Ohio Stateby Jeanna Thomas
The Buckeyes head to Berkeley, California for their first road game of the season on Saturday, taking on the Cal Golden Bears in Memorial Stadium, a rematch of a close game between these two teams last season in Columbus. Ohio State won that matchup, 35-28, but it was a hard-fought victory.
Cal's "Bear Raid" offense has enabled quarterback Jared Goff, a true freshman, to post record-setting passing numbers over the first two weeks of the season, with 935 passing yards to date this year, the most ever for a true freshman. Ohio State's defense can disrupt the young quarterback and force mistakes by applying consistent pressure. Goff has thrown three interceptions (two were returned for touchdowns by Northwestern) and has been sacked nine times. Ohio State's defensive line must pressure Goff consistently, and the secondary should be prepared to capitalize on any errant throws by Goff. Goff has a very quick release, and effective coverage schemes when Cal's receivers are spread wide will help give the pass rush time to work.
Everyone in the Buckeyes' locker room remembers Brendan Bigelow, the Cal running back who rushed for 160 yards and two touchdowns on four carries the last time these teams met. While Bigelow's numbers have been significantly less impressive than the 40 yards per carry average he put up against the Buckeyes last fall, containing Cal's rushing attack and limiting Bigelow's big-play potential, which he exhibited against the Buckeyes in 2012, will also be imperative on Saturday.
The official word on quarterback Braxton Miller is that he will be a game-time decision on Saturday due to a knee injury he suffered last Saturday against San Diego State University. If Miller is able to play, his rushing potential will likely be limited, and depending on how well he can plant on his injured leg, his passing accuracy may also suffer, so Jordan Hall, Dontre Wilson, and the rest of Ohio State's running back corps will need to step up and move the ball on the ground for the Buckeyes.
Calby Nam Le
What’s it going to take for Cal to finish the job this time? Well, beyond the fairly obvious fact that they must play better than they did the last two weeks, there are three other keys to Saturday night.
Finish Drives - So far this season, the Bears have run more plays than anyone in the country, leading the country in passing yardage, and ranking in the top 10 when it comes to overall yardage. The ugly truth of it, though, is that they haven't exactly taken advantage of all the extra opportunities, opportunities that must be fully converted if they hope to come away with a W this weekend.
Of course, in order to accomplish this goal, they'll have to...

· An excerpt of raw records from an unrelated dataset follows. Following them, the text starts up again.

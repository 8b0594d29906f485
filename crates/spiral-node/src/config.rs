//! Node configuration from `SPIRAL_*` environment variables.

use std::str::FromStr;

use anyhow::Context as _;
use spiral_orchestrator::OrchestratorConfig;

/// Settings for one node process.
#[derive(Debug, Clone)]
pub struct NodeConfig {
    /// Interval between maintenance ticks (milliseconds).
    pub tick_ms: u64,

    /// Coordination settings.
    pub orchestrator: OrchestratorConfig,
}

impl Default for NodeConfig {
    fn default() -> Self {
        Self {
            tick_ms: 250,
            orchestrator: OrchestratorConfig::default(),
        }
    }
}

impl NodeConfig {
    /// Read the process environment.
    pub fn from_env() -> anyhow::Result<Self> {
        Self::from_lookup(|key| std::env::var(key).ok())
    }

    /// Build a config from any key lookup, falling back to defaults for unset keys.
    pub fn from_lookup<F>(lookup: F) -> anyhow::Result<Self>
    where
        F: Fn(&str) -> Option<String>,
    {
        let mut config = Self::default();

        if let Some(v) = parse(&lookup, "SPIRAL_TICK_MS")? {
            config.tick_ms = v;
        }
        if let Some(v) = parse(&lookup, "SPIRAL_VOTING_WINDOW_MS")? {
            config.orchestrator.voting_window_ms = v;
        }
        if let Some(v) = parse(&lookup, "SPIRAL_HEARTBEAT_TIMEOUT_MS")? {
            config.orchestrator.registry.heartbeat_timeout_ms = v;
        }
        if let Some(v) = parse(&lookup, "SPIRAL_MAX_SUSPENSION_MS")? {
            config.orchestrator.registry.max_suspension_ms = v;
        }
        if let Some(v) = parse(&lookup, "SPIRAL_MAILBOX_CAPACITY")? {
            config.orchestrator.bus.mailbox_capacity = v;
        }
        if let Some(v) = parse(&lookup, "SPIRAL_DEFAULT_DEADLINE_MS")? {
            config.orchestrator.router.default_deadline_ms = Some(v);
        }

        anyhow::ensure!(config.tick_ms > 0, "SPIRAL_TICK_MS must be positive");
        anyhow::ensure!(
            config.orchestrator.bus.mailbox_capacity > 0,
            "SPIRAL_MAILBOX_CAPACITY must be positive"
        );

        Ok(config)
    }
}

fn parse<F, T>(lookup: &F, key: &str) -> anyhow::Result<Option<T>>
where
    F: Fn(&str) -> Option<String>,
    T: FromStr,
    T::Err: std::error::Error + Send + Sync + 'static,
{
    match lookup(key) {
        Some(raw) if !raw.trim().is_empty() => raw
            .trim()
            .parse()
            .map(Some)
            .with_context(|| format!("invalid value for {}: {:?}", key, raw)),
        _ => Ok(None),
    }
}

#[cfg(test)]
mod tests {
    use super::*;
    use std::collections::HashMap;

    fn lookup(pairs: &[(&str, &str)]) -> impl Fn(&str) -> Option<String> {
        let map: HashMap<String, String> = pairs
            .iter()
            .map(|(k, v)| (k.to_string(), v.to_string()))
            .collect();
        move |key| map.get(key).cloned()
    }

    #[test]
    fn test_defaults_when_unset() {
        let config = NodeConfig::from_lookup(lookup(&[])).unwrap();
        assert_eq!(config.tick_ms, 250);
        assert_eq!(config.orchestrator.voting_window_ms, 1_000);
        assert!(config.orchestrator.router.default_deadline_ms.is_none());
    }

    #[test]
    fn test_overrides() {
        let config = NodeConfig::from_lookup(lookup(&[
            ("SPIRAL_TICK_MS", "50"),
            ("SPIRAL_VOTING_WINDOW_MS", "300"),
            ("SPIRAL_HEARTBEAT_TIMEOUT_MS", "2000"),
            ("SPIRAL_MAX_SUSPENSION_MS", "9000"),
            ("SPIRAL_MAILBOX_CAPACITY", "8"),
            ("SPIRAL_DEFAULT_DEADLINE_MS", " 1500 "),
        ]))
        .unwrap();

        assert_eq!(config.tick_ms, 50);
        assert_eq!(config.orchestrator.voting_window_ms, 300);
        assert_eq!(config.orchestrator.registry.heartbeat_timeout_ms, 2_000);
        assert_eq!(config.orchestrator.registry.max_suspension_ms, 9_000);
        assert_eq!(config.orchestrator.bus.mailbox_capacity, 8);
        assert_eq!(config.orchestrator.router.default_deadline_ms, Some(1_500));
    }

    #[test]
    fn test_invalid_value_is_rejected() {
        let err = NodeConfig::from_lookup(lookup(&[("SPIRAL_TICK_MS", "soon")])).unwrap_err();
        assert!(err.to_string().contains("SPIRAL_TICK_MS"));
    }

    #[test]
    fn test_zero_capacity_is_rejected() {
        assert!(NodeConfig::from_lookup(lookup(&[("SPIRAL_MAILBOX_CAPACITY", "0")])).is_err());
    }
}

Hold on to the Ball – Cal currently sits at +1 in turnovers, and ideally, they would be able to get that figure to +3 or +4 by the end of this one. Extra possessions are crucial for any team, but particularly so in an offense like this one, as they give further opportunities to fatigue and otherwise tire out opposing defenses. If they cannot generate turnovers of their own, then at the very least, they will be looking to make sure they don’t produce any -- the Bears cannot risk giving the ball back to the likes of Braxton Miller and Dontre Wilson. Ohio State’s playmakers are dangerous enough on their own, and with a defense that is getting younger by the day, the Bears have to…
Grow up Fast – At this point, it’s getting hard to keep track of who will be available and who won’t be on Saturday. Needless to say, it won’t be the first-string Cal defense trotting out there. Still, youth and inexperience are not mutually exclusive with discipline and calm, and it’s those last two things they will need when going toe-to-toe against Ohio State. That means no blown assignments, no uncovered gaps, no missed tackles, no ill-timed brainfreezes, none of the things that did them in against Northwestern, and almost did against Portland State, as well.
Of the three keys to the game I listed, this one may prove the most difficult, as it demands our defense play beyond their years – but that’s what it will take.
Last year’s game proved Cal could compete. Right until the final minute, they did exactly that. Now is time for the second, more difficult transition – proving that they can win.